David Hauslaib, publisher and editor of the NYC gossip blog “Jossip,” said he’s shocked over the decision since Regan teamed with Rupert Murdoch in 1994 to build what would eventually turn into News Corp. – parent company of HarperCollins. “I hesitate to call Judith a diva,” said Hauslaib -- and frankly so would I, “but that’s certainly the reputation that’s attached to her. She makes and breaks writers.” Hell, I didn’t even know that divas existed in the writing world, but hey, sign me up!
Regardless, the “enfant terrible of American publishing,” as Regan is called, is predicted to make a comeback. She'll needs something big though. Maybe an Isiah Thomas tell-all would work.

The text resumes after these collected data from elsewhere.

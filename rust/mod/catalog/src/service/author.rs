use serde_json::{json, Value};
use tracing::{debug, info};

use locallib_core::ServiceError;

use super::{blocking, books_by_author, on, CatalogService, Page};
use crate::form::{escape, is_alphanumeric, FieldError, FormData};
use crate::format::parse_iso_date;
use crate::model::{Author, Book};

pub const LIST_URL: &str = "/catalog/authors";

#[derive(Debug, Clone, Default)]
pub struct AuthorForm {
    pub first_name: String,
    pub family_name: String,
    pub date_of_birth: String,
    pub date_of_death: String,
}

impl AuthorForm {
    pub fn from_form(form: &FormData) -> Self {
        Self {
            first_name: form.get("first_name").to_string(),
            family_name: form.get("family_name").to_string(),
            date_of_birth: form.get("date_of_birth").to_string(),
            date_of_death: form.get("date_of_death").to_string(),
        }
    }
}

fn check_name(
    field: &str,
    raw: &str,
    missing: &str,
    bad_chars: &str,
    errors: &mut Vec<FieldError>,
) -> String {
    let value = raw.trim();
    if value.is_empty() {
        errors.push(FieldError::new(field, missing, value));
    } else if !is_alphanumeric(value) {
        errors.push(FieldError::new(field, bad_chars, value));
    }
    escape(value)
}

fn check_date(
    field: &str,
    raw: &str,
    message: &str,
    errors: &mut Vec<FieldError>,
) -> Option<chrono::NaiveDate> {
    if raw.is_empty() {
        return None;
    }
    let parsed = parse_iso_date(raw);
    if parsed.is_none() {
        errors.push(FieldError::new(field, message, raw));
    }
    parsed
}

/// Sanitize and check an author submission. Create and update share it.
pub fn check_author(form: &AuthorForm) -> (Author, Vec<FieldError>) {
    let mut errors = Vec::new();
    let first_name = check_name(
        "first_name",
        &form.first_name,
        "First name must be specified.",
        "First name has non-alphanumeric characters.",
        &mut errors,
    );
    let family_name = check_name(
        "family_name",
        &form.family_name,
        "Family name must be specified.",
        "Family name has non-alphanumeric characters.",
        &mut errors,
    );
    let date_of_birth = check_date(
        "date_of_birth",
        &form.date_of_birth,
        "Invalid date of birth",
        &mut errors,
    );
    let date_of_death = check_date(
        "date_of_death",
        &form.date_of_death,
        "Invalid date of death",
        &mut errors,
    );

    let candidate = Author {
        id: String::new(),
        first_name,
        family_name,
        date_of_birth,
        date_of_death,
    };
    (candidate, errors)
}

fn author_books(books: &[Book]) -> Vec<Value> {
    books
        .iter()
        .map(|b| json!({"id": b.id, "title": b.title, "summary": b.summary, "url": b.url()}))
        .collect()
}

impl CatalogService {
    // ── Author ──

    pub async fn author_list(&self) -> Result<Page, ServiceError> {
        let mut authors = on(&self.authors, |c| c.find_all()).await?;
        authors.sort_by(|a, b| a.family_name.cmp(&b.family_name));
        let list: Vec<Value> = authors.iter().map(Author::view).collect();
        Ok(Page::render(
            "author_list",
            json!({"title": "Author List", "author_list": list}),
        ))
    }

    /// Fetch an author and their books side by side.
    async fn author_with_books(&self, id: &str) -> Result<(Option<Author>, Vec<Book>), ServiceError> {
        let authors = self.authors.clone();
        let books = self.books.clone();
        let (a_id, b_id) = (id.to_string(), id.to_string());
        tokio::try_join!(
            blocking(move || authors.find_by_id(&a_id)),
            blocking(move || books_by_author(&books, &b_id)),
        )
    }

    pub async fn author_detail(&self, id: &str) -> Result<Page, ServiceError> {
        let (author, books) = self.author_with_books(id).await?;
        let author = author.ok_or_else(|| ServiceError::NotFound("Author not found".into()))?;
        Ok(Page::render(
            "author_detail",
            json!({
                "title": "Author Detail",
                "author": author.view(),
                "author_books": author_books(&books),
            }),
        ))
    }

    pub async fn author_create_get(&self) -> Result<Page, ServiceError> {
        Ok(Page::render("author_form", json!({"title": "Create Author"})))
    }

    pub async fn author_create_post(&self, form: AuthorForm) -> Result<Page, ServiceError> {
        let (candidate, errors) = check_author(&form);
        if !errors.is_empty() {
            debug!("author create rejected: {} field error(s)", errors.len());
            return Ok(Page::render(
                "author_form",
                json!({
                    "title": "Create Author",
                    "author": candidate.view(),
                    "errors": errors,
                }),
            ));
        }

        let saved = on(&self.authors, move |c| c.create(candidate)).await?;
        info!("created author {} ({})", saved.id, saved.name());
        Ok(Page::redirect(saved.url()))
    }

    pub async fn author_delete_get(&self, id: &str) -> Result<Page, ServiceError> {
        let (author, books) = self.author_with_books(id).await?;
        let Some(author) = author else {
            debug!("author {} not found, back to list", id);
            return Ok(Page::redirect(LIST_URL));
        };
        Ok(Page::render(
            "author_delete",
            json!({
                "title": "Delete Author",
                "author": author.view(),
                "author_books": author_books(&books),
            }),
        ))
    }

    /// Delete an author who has no books. An author still credited on a
    /// book is kept and the confirmation page lists those books.
    pub async fn author_delete_post(&self, id: &str) -> Result<Page, ServiceError> {
        let (author, books) = self.author_with_books(id).await?;
        let Some(author) = author else {
            return Ok(Page::redirect(LIST_URL));
        };
        if !books.is_empty() {
            debug!("author {} still has {} book(s), not deleting", id, books.len());
            return Ok(Page::render(
                "author_delete",
                json!({
                    "title": "Delete Author",
                    "author": author.view(),
                    "author_books": author_books(&books),
                }),
            ));
        }
        let target = id.to_string();
        on(&self.authors, move |c| c.delete_by_id(&target)).await?;
        info!("deleted author {}", id);
        Ok(Page::redirect(LIST_URL))
    }

    pub async fn author_update_get(&self, id: &str) -> Result<Page, ServiceError> {
        let target = id.to_string();
        let author = on(&self.authors, move |c| c.find_by_id(&target))
            .await?
            .ok_or_else(|| ServiceError::NotFound("Author not found".into()))?;
        Ok(Page::render(
            "author_form",
            json!({"title": "Update Author", "author": author.view()}),
        ))
    }

    pub async fn author_update_post(&self, id: &str, form: AuthorForm) -> Result<Page, ServiceError> {
        let (mut candidate, errors) = check_author(&form);
        candidate.id = id.to_string();
        if !errors.is_empty() {
            return Ok(Page::render(
                "author_form",
                json!({
                    "title": "Update Author",
                    "author": candidate.view(),
                    "errors": errors,
                }),
            ));
        }

        let target = id.to_string();
        let updated = on(&self.authors, move |c| c.update_by_id(&target, candidate))
            .await?
            .ok_or_else(|| ServiceError::NotFound("Author not found".into()))?;
        info!("updated author {}", id);
        Ok(Page::redirect(updated.url()))
    }
}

People in Texas love themselves some guns, and the fine political folk down there want to remind y'all that all men have the right to bear arms. Not just those men who can see good.
Republican representative Edmund Kuempel is sponsoring a bill that would allow legally blind people to hunt. The gun would be equipped with a laser which would guide the visually impaired by telling them in which direction to aim. But wait, here's the weird part: according to abcnews.com, the law that Kuempel is fighting has nothing to do with the hunters being, you know, without the sense of sight. He's fighting the state law that prohibits the use of laser sights, spotlights and headlights when hunting because it could scare the animal, causing it to stand still, giving the guy -- with the gun -- a seemingly unfair advantage. As far as Texas seems concerned, a blind guy has every right to go hunting as long as there's no lights involved.
Now, I'm not from Texas, but from what I understand of people who hunt there, sense of sight doesn't seem to make much of a difference anyway (see: Cheney, Dick).
My god, people. If you've been told once, you've been told a thousand times: stay away from prep school sporting events.
Dallas SWAT and operation disruption units had to be called in to control a riot that erupted at a boys’ prep school basketball game. About 1500 people were in attendance at the Carter-Kimball match up when a fight erupted with 5:04 left to go. The Dallas Morning News reports that the cause of the brawl is still unclear, but that police had to use pepper spray to bring things under control. “The fight started inside, and it got bigger and bigger and went outside,” said Dallas police sergeant Gil Cerda. “It got pretty big and out of control.”
I can only imagine how scary it could have become with people flipping their BMWs and Lexuses (Lexi?) in the parking lots. Good thing SWAT showed up in time.